(Beginning of Material shown)

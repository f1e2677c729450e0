//! In-memory adapter implementations.
//!
//! These adapters provide simple, thread-safe implementations suitable for
//! tests, demos and single-process embedding.

mod directory;
mod image;
mod project;
mod role;
mod task;

pub use directory::{InMemoryDatasetCatalog, InMemoryUserDirectory};
pub use image::InMemoryImageStateRepository;
pub use project::{InMemoryProjectRepository, InMemoryProjectRoleRepository};
pub use role::InMemoryTaskRoleRepository;
pub use task::InMemoryTaskRepository;

use crate::labeling::ports::{RepositoryError, WorkflowPorts};
use std::sync::Arc;

/// Wires fresh in-memory repositories to the given directory and catalog.
#[must_use]
pub fn ports(users: InMemoryUserDirectory, datasets: InMemoryDatasetCatalog) -> WorkflowPorts {
    WorkflowPorts {
        projects: Arc::new(InMemoryProjectRepository::new()),
        tasks: Arc::new(InMemoryTaskRepository::new()),
        task_roles: Arc::new(InMemoryTaskRoleRepository::new()),
        project_roles: Arc::new(InMemoryProjectRoleRepository::new()),
        images: Arc::new(InMemoryImageStateRepository::new()),
        users: Arc::new(users),
        datasets: Arc::new(datasets),
    }
}

/// Maps a poisoned lock to a persistence error.
fn poisoned(err: &impl std::fmt::Display) -> RepositoryError {
    RepositoryError::persistence(std::io::Error::other(err.to_string()))
}
/// Whether a labeler may replace a label every reviewer has accepted.
///
/// Relabeling stays open while the task is working, even after unanimous
/// acceptance. Submitting a new label discards the reviews of the old one,
/// so the image goes back through review.
pub const RELABEL_ACCEPTED_LABELS: bool = true;

/// Identity of a role inside an image's status map.
#[derive(Debug, Clone, Copy, PartialEq, Eq, PartialOrd, Ord, Hash, Serialize, Deserialize)]
#[serde(into = "String", try_from = "String")]
pub enum RoleKey {
    /// The task's label leader.
    LabelLeader,
    /// The task's review leader.
    ReviewLeader,
    /// One labeler.
    Labeler(UserId),
    /// One reviewer.
    Reviewer(UserId),
}

impl RoleKey {
    /// Builds the key for `kind` held by `user`; leader keys ignore the user.
    #[must_use]
    pub const fn new(kind: TaskRoleKind, user: UserId) -> Self {
        match kind {
            TaskRoleKind::LabelLeader => Self::LabelLeader,
            TaskRoleKind::ReviewLeader => Self::ReviewLeader,
            TaskRoleKind::Labeler => Self::Labeler(user),
            TaskRoleKind::Reviewer => Self::Reviewer(user),
        }
    }

    /// Returns the role kind the key belongs to.
    #[must_use]
    pub const fn kind(self) -> TaskRoleKind {
        match self {
            Self::LabelLeader => TaskRoleKind::LabelLeader,
            Self::ReviewLeader => TaskRoleKind::ReviewLeader,
            Self::Labeler(_) => TaskRoleKind::Labeler,
            Self::Reviewer(_) => TaskRoleKind::Reviewer,
        }
    }

    /// Returns the worker's user identifier, or `None` for leader keys.
    #[must_use]
    pub const fn user_id(self) -> Option<UserId> {
        match self {
            Self::LabelLeader | Self::ReviewLeader => None,
            Self::Labeler(user) | Self::Reviewer(user) => Some(user),
        }
    }
}

impl fmt::Display for RoleKey {
    fn fmt(&self, f: &mut fmt::Formatter<'_>) -> fmt::Result {
        match self {
            Self::LabelLeader => f.write_str("label_leader"),
            Self::ReviewLeader => f.write_str("review_leader"),
            Self::Labeler(user) => write!(f, "labeler:{user}"),
            Self::Reviewer(user) => write!(f, "reviewer:{user}"),
        }
    }
}

impl From<RoleKey> for String {
    fn from(key: RoleKey) -> Self {
        key.to_string()
    }
}

impl TryFrom<&str> for RoleKey {
    type Error = ParseEnumError;

    fn try_from(value: &str) -> Result<Self, Self::Error> {
        match value {
            "label_leader" => return Ok(Self::LabelLeader),
            "review_leader" => return Ok(Self::ReviewLeader),
            _ => {}
        }
        let (prefix, raw_user) = value
            .split_once(':')
            .ok_or_else(|| ParseEnumError::new("role key", value))?;
        let user = Uuid::parse_str(raw_user)
            .map(UserId::from_uuid)
            .map_err(|_| ParseEnumError::new("role key", value))?;
        match prefix {
            "labeler" => Ok(Self::Labeler(user)),
            "reviewer" => Ok(Self::Reviewer(user)),
            _ => Err(ParseEnumError::new("role key", value)),
        }
    }
}

impl TryFrom<String> for RoleKey {
    type Error = ParseEnumError;

    fn try_from(value: String) -> Result<Self, Self::Error> {
        Self::try_from(value.as_str())
    }
}

/// Status of one image from the point of view of one role.
#[derive(Debug, Clone, Copy, PartialEq, Eq, Hash, Serialize, Deserialize)]
#[serde(rename_all = "snake_case")]
pub enum ImageStatus {
    /// Waiting for a label.
    Labeling,
    /// Labeled and waiting for review.
    Reviewing,
    /// A reviewer rejected a label.
    Rejected,
    /// Every required review accepted.
    Accepted,
}

impl ImageStatus {
    /// All statuses in workflow order.
    pub const ALL: [Self; 4] = [Self::Labeling, Self::Reviewing, Self::Rejected, Self::Accepted];

    /// Returns the canonical storage representation.
    #[must_use]
    pub const fn as_str(self) -> &'static str {
        match self {
            Self::Labeling => "labeling",
            Self::Reviewing => "reviewing",
            Self::Rejected => "rejected",
            Self::Accepted => "accepted",
        }
    }

    /// Returns `true` when the labeler still owes a label.
    #[must_use]
    pub const fn awaits_labeling(self) -> bool {
        matches!(self, Self::Labeling | Self::Rejected)
    }
}

impl fmt::Display for ImageStatus {
    fn fmt(&self, f: &mut fmt::Formatter<'_>) -> fmt::Result {
        f.write_str(self.as_str())
    }
}

impl TryFrom<&str> for ImageStatus {
    type Error = ParseEnumError;

    fn try_from(value: &str) -> Result<Self, Self::Error> {
        let normalized = value.trim().to_ascii_lowercase();
        Self::ALL
            .into_iter()
            .find(|status| status.as_str() == normalized)
            .ok_or_else(|| ParseEnumError::new("image status", value))
    }
}

/// Number of images per status for one role.
#[derive(Debug, Clone, Copy, Default, PartialEq, Eq, Serialize, Deserialize)]
pub struct StatusCounts {
    /// Images in [`ImageStatus::Labeling`].
    pub labeling: u64,
    /// Images in [`ImageStatus::Reviewing`].
    pub reviewing: u64,
    /// Images in [`ImageStatus::Rejected`].
    pub rejected: u64,
    /// Images in [`ImageStatus::Accepted`].
    pub accepted: u64,
}

impl StatusCounts {
    /// Counts one more image in `status`.
    pub const fn record(&mut self, status: ImageStatus) {
        match status {
            ImageStatus::Labeling => self.labeling += 1,
            ImageStatus::Reviewing => self.reviewing += 1,
            ImageStatus::Rejected => self.rejected += 1,
            ImageStatus::Accepted => self.accepted += 1,
        }
    }
}

/// Verdict of a review.
#[derive(Debug, Clone, Copy, PartialEq, Eq, Hash, Serialize, Deserialize)]
#[serde(rename_all = "snake_case")]
pub enum ReviewAction {
    /// The label is correct.
    Accept,
    /// The label must be redone.
    Reject,
}

impl fmt::Display for ReviewAction {
    fn fmt(&self, f: &mut fmt::Formatter<'_>) -> fmt::Result {
        f.write_str(match self {
            Self::Accept => "accept",
            Self::Reject => "reject",
        })
    }
}

/// Axis-aligned bounding box in image coordinates.
#[derive(Debug, Clone, Copy, PartialEq, Serialize, Deserialize)]
pub struct BoundingBox {
    /// Left edge.
    pub xmin: f64,
    /// Top edge.
    pub ymin: f64,
    /// Right edge.
    pub xmax: f64,
    /// Bottom edge.
    pub ymax: f64,
}
//! Shared helpers for in-memory workflow integration tests.

use std::sync::Arc;

use labelflow::labeling::{
    adapters::memory::{self, InMemoryDatasetCatalog, InMemoryUserDirectory},
    domain::{
        Annotation, DatasetId, DatasetImage, DatasetRef, LabelTask, ReviewAction, TaskId,
        TaskImageId, User, UserId,
    },
    services::{CreateProjectRequest, ImageListRequest, WorkflowEngine},
};
use mockable::DefaultClock;
use rstest::fixture;

/// Engine type used by the integration tests.
pub type TestEngine = WorkflowEngine<DefaultClock>;

/// An engine over fresh in-memory ports with a staff owner and a manager.
pub struct Workspace {
    pub engine: TestEngine,
    pub users: InMemoryUserDirectory,
    pub datasets: InMemoryDatasetCatalog,
    pub owner: User,
    pub manager: User,
}

impl Workspace {
    /// Builds the workspace and registers the owner and manager.
    ///
    /// # Errors
    ///
    /// Returns an error if the directory rejects a user.
    pub fn new() -> eyre::Result<Self> {
        let users = InMemoryUserDirectory::new();
        let datasets = InMemoryDatasetCatalog::new();
        let owner = User::new("owner").as_staff();
        let manager = User::new("manager");
        users.insert(owner.clone())?;
        users.insert(manager.clone())?;
        let engine = WorkflowEngine::new(
            memory::ports(users.clone(), datasets.clone()),
            Arc::new(DefaultClock),
        );
        Ok(Self {
            engine,
            users,
            datasets,
            owner,
            manager,
        })
    }

    /// Registers `count` users named `{prefix}-{n}`.
    ///
    /// # Errors
    ///
    /// Returns an error if the directory rejects a user.
    pub fn register(&self, prefix: &str, count: usize) -> eyre::Result<Vec<User>> {
        (0..count)
            .map(|n| -> eyre::Result<User> {
                let user = User::new(format!("{prefix}-{n}"));
                self.users.insert(user.clone())?;
                Ok(user)
            })
            .collect()
    }

    /// Registers a dataset of `images` images.
    ///
    /// # Errors
    ///
    /// Returns an error if the catalog rejects the dataset.
    pub fn dataset(&self, name: &str, images: u64) -> eyre::Result<DatasetId> {
        let id = DatasetId::new();
        let records = (0..images)
            .map(|idx| {
                DatasetImage::new(
                    format!("{name}/{idx:05}"),
                    idx,
                    format!("https://images.example/{name}/{idx:05}.jpg"),
                )
            })
            .collect();
        self.datasets.insert(DatasetRef::new(id, name), records)?;
        Ok(id)
    }

    /// A creation request owned by the staff owner and run by the manager.
    #[must_use]
    pub fn request(&self, name: &str, datasets: Vec<DatasetId>) -> CreateProjectRequest {
        CreateProjectRequest::new(
            name,
            self.owner.id(),
            [self.manager.id()],
            datasets,
            ["car", "truck", "pedestrian"],
        )
    }

    /// Lists every image id of a task as seen by `user_id`.
    ///
    /// # Errors
    ///
    /// Returns an error if the user sees no role on the task.
    pub async fn image_ids(&self, task_id: TaskId, user_id: UserId) -> eyre::Result<Vec<TaskImageId>> {
        let page = self
            .engine
            .annotations()
            .list_images_for_role(ImageListRequest::new(task_id, user_id, usize::MAX))
            .await?;
        Ok(page.images.iter().map(|image| image.id).collect())
    }

    /// Labels every image with each labeler, then has each reviewer accept
    /// every label.
    ///
    /// # Errors
    ///
    /// Returns an error if any submission is refused.
    pub async fn complete(
        &self,
        task: &LabelTask,
        labelers: &[User],
        reviewers: &[User],
    ) -> eyre::Result<()> {
        let annotations = self.engine.annotations();
        for image in self.image_ids(task.id(), self.manager.id()).await? {
            let mut labels = Vec::with_capacity(labelers.len());
            for labeler in labelers {
                labels.push(
                    annotations
                        .set_label(task.id(), image, labeler.id(), vec![Annotation::new("car")])
                        .await?,
                );
            }
            for reviewer in reviewers {
                for label in &labels {
                    annotations
                        .set_review(task.id(), image, reviewer.id(), label, ReviewAction::Accept)
                        .await?;
                }
            }
        }
        Ok(())
    }
}

/// Provides a fresh workspace for each test.
#[fixture]
pub fn workspace() -> Workspace {
    Workspace::new().expect("in-memory workspace should build")
}

/// Collects user ids.
#[must_use]
pub fn ids(users: &[User]) -> Vec<UserId> {
    users.iter().map(User::id).collect()
}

(End of Material shown)

§ About this exercise
If a line in the records has the word "keys", copy that line.

§ Written solution
    /// Builds the key for `kind` held by `user`; leader keys ignore the user.
    /// Returns the worker's user identifier, or `None` for leader keys.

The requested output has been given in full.